--- Given records Enclosed Below ---
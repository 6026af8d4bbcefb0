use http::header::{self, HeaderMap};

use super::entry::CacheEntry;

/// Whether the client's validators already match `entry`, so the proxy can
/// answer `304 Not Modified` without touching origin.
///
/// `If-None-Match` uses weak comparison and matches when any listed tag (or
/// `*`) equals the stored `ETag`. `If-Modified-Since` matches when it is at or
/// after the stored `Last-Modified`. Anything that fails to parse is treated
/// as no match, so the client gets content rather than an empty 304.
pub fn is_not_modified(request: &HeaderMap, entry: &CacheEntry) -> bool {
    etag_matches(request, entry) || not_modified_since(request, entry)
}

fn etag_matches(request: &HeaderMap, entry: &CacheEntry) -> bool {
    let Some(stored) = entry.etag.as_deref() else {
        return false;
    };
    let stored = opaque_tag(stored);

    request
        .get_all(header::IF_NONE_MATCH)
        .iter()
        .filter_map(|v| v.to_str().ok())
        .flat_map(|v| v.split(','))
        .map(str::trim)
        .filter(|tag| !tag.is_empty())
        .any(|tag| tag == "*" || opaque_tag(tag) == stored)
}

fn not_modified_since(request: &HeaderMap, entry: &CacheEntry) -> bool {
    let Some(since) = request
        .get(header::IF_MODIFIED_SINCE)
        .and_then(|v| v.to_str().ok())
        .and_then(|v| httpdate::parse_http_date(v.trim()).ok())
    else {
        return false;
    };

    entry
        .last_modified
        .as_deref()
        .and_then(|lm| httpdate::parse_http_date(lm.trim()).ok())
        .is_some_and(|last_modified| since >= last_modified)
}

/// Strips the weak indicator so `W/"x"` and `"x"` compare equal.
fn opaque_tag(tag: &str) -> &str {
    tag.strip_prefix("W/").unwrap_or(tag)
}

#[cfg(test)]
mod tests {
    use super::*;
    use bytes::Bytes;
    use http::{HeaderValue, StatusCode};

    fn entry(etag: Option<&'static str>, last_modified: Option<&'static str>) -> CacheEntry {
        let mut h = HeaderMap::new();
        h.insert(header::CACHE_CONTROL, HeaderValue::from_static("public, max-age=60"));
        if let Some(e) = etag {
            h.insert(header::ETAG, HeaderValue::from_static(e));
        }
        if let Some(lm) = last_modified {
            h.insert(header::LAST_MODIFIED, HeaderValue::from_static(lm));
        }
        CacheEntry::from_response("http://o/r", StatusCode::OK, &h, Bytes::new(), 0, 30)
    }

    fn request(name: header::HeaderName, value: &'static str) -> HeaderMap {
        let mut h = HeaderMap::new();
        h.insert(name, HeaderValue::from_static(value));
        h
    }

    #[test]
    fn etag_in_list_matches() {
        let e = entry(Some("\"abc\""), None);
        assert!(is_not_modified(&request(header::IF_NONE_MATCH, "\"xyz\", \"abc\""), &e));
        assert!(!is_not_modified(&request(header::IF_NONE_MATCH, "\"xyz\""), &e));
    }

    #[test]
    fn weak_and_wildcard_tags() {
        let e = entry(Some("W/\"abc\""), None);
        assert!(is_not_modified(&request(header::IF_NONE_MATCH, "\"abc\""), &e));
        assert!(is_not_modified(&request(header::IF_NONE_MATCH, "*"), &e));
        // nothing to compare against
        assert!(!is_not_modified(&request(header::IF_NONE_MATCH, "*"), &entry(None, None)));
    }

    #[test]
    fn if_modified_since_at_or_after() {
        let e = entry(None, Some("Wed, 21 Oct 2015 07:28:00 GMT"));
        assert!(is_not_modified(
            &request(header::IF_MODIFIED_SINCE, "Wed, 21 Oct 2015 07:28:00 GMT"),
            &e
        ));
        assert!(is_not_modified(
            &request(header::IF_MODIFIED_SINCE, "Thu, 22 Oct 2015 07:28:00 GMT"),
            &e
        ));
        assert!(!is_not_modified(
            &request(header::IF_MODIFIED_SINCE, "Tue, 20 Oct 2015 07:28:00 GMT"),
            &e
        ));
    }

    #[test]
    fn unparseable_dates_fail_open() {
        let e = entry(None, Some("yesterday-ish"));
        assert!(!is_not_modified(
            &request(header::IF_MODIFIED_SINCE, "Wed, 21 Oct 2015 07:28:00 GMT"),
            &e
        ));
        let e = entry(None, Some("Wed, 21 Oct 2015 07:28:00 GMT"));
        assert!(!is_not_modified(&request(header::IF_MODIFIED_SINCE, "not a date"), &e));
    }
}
--- End of Enclosed Given records ---
* **Problem statement**: Transcribe the data above verbatim.

* **The completed task**:
repository 6026af8d4bbcefb0
use http::header::{self, HeaderMap};

use super::entry::CacheEntry;

/// Whether the client's validators already match `entry`, so the proxy can
/// answer `304 Not Modified` without touching origin.
///
/// `If-None-Match` uses weak comparison and matches when any listed tag (or
/// `*`) equals the stored `ETag`. `If-Modified-Since` matches when it is at or
/// after the stored `Last-Modified`. Anything that fails to parse is treated
/// as no match, so the client gets content rather than an empty 304.
pub fn is_not_modified(request: &HeaderMap, entry: &CacheEntry) -> bool {
    etag_matches(request, entry) || not_modified_since(request, entry)
}

fn etag_matches(request: &HeaderMap, entry: &CacheEntry) -> bool {
    let Some(stored) = entry.etag.as_deref() else {
        return false;
    };
    let stored = opaque_tag(stored);

    request
        .get_all(header::IF_NONE_MATCH)
        .iter()
        .filter_map(|v| v.to_str().ok())
        .flat_map(|v| v.split(','))
        .map(str::trim)
        .filter(|tag| !tag.is_empty())
        .any(|tag| tag == "*" || opaque_tag(tag) == stored)
}

fn not_modified_since(request: &HeaderMap, entry: &CacheEntry) -> bool {
    let Some(since) = request
        .get(header::IF_MODIFIED_SINCE)
        .and_then(|v| v.to_str().ok())
        .and_then(|v| httpdate::parse_http_date(v.trim()).ok())
    else {
        return false;
    };

    entry
        .last_modified
        .as_deref()
        .and_then(|lm| httpdate::parse_http_date(lm.trim()).ok())
        .is_some_and(|last_modified| since >= last_modified)
}

/// Strips the weak indicator so `W/"x"` and `"x"` compare equal.
fn opaque_tag(tag: &str) -> &str {
    tag.strip_prefix("W/").unwrap_or(tag)
}

#[cfg(test)]
mod tests {
    use super::*;
    use bytes::Bytes;
    use http::{HeaderValue, StatusCode};

    fn entry(etag: Option<&'static str>, last_modified: Option<&'static str>) -> CacheEntry {
        let mut h = HeaderMap::new();
        h.insert(header::CACHE_CONTROL, HeaderValue::from_static("public, max-age=60"));
        if let Some(e) = etag {
            h.insert(header::ETAG, HeaderValue::from_static(e));
        }
        if let Some(lm) = last_modified {
            h.insert(header::LAST_MODIFIED, HeaderValue::from_static(lm));
        }
        CacheEntry::from_response("http://o/r", StatusCode::OK, &h, Bytes::new(), 0, 30)
    }

    fn request(name: header::HeaderName, value: &'static str) -> HeaderMap {
        let mut h = HeaderMap::new();
        h.insert(name, HeaderValue::from_static(value));
        h
    }

    #[test]
    fn etag_in_list_matches() {
        let e = entry(Some("\"abc\""), None);
        assert!(is_not_modified(&request(header::IF_NONE_MATCH, "\"xyz\", \"abc\""), &e));
        assert!(!is_not_modified(&request(header::IF_NONE_MATCH, "\"xyz\""), &e));
    }

    #[test]
    fn weak_and_wildcard_tags() {
        let e = entry(Some("W/\"abc\""), None);
        assert!(is_not_modified(&request(header::IF_NONE_MATCH, "\"abc\""), &e));
        assert!(is_not_modified(&request(header::IF_NONE_MATCH, "*"), &e));
        // nothing to compare against
        assert!(!is_not_modified(&request(header::IF_NONE_MATCH, "*"), &entry(None, None)));
    }

    #[test]
    fn if_modified_since_at_or_after() {
        let e = entry(None, Some("Wed, 21 Oct 2015 07:28:00 GMT"));
        assert!(is_not_modified(
            &request(header::IF_MODIFIED_SINCE, "Wed, 21 Oct 2015 07:28:00 GMT"),
            &e
        ));
        assert!(is_not_modified(
            &request(header::IF_MODIFIED_SINCE, "Thu, 22 Oct 2015 07:28:00 GMT"),
            &e
        ));
        assert!(!is_not_modified(
            &request(header::IF_MODIFIED_SINCE, "Tue, 20 Oct 2015 07:28:00 GMT"),
            &e
        ));
    }

    #[test]
    fn unparseable_dates_fail_open() {
        let e = entry(None, Some("yesterday-ish"));
        assert!(!is_not_modified(
            &request(header::IF_MODIFIED_SINCE, "Wed, 21 Oct 2015 07:28:00 GMT"),
            &e
        ));
        let e = entry(None, Some("Wed, 21 Oct 2015 07:28:00 GMT"));
        assert!(!is_not_modified(&request(header::IF_MODIFIED_SINCE, "not a date"), &e));
    }
}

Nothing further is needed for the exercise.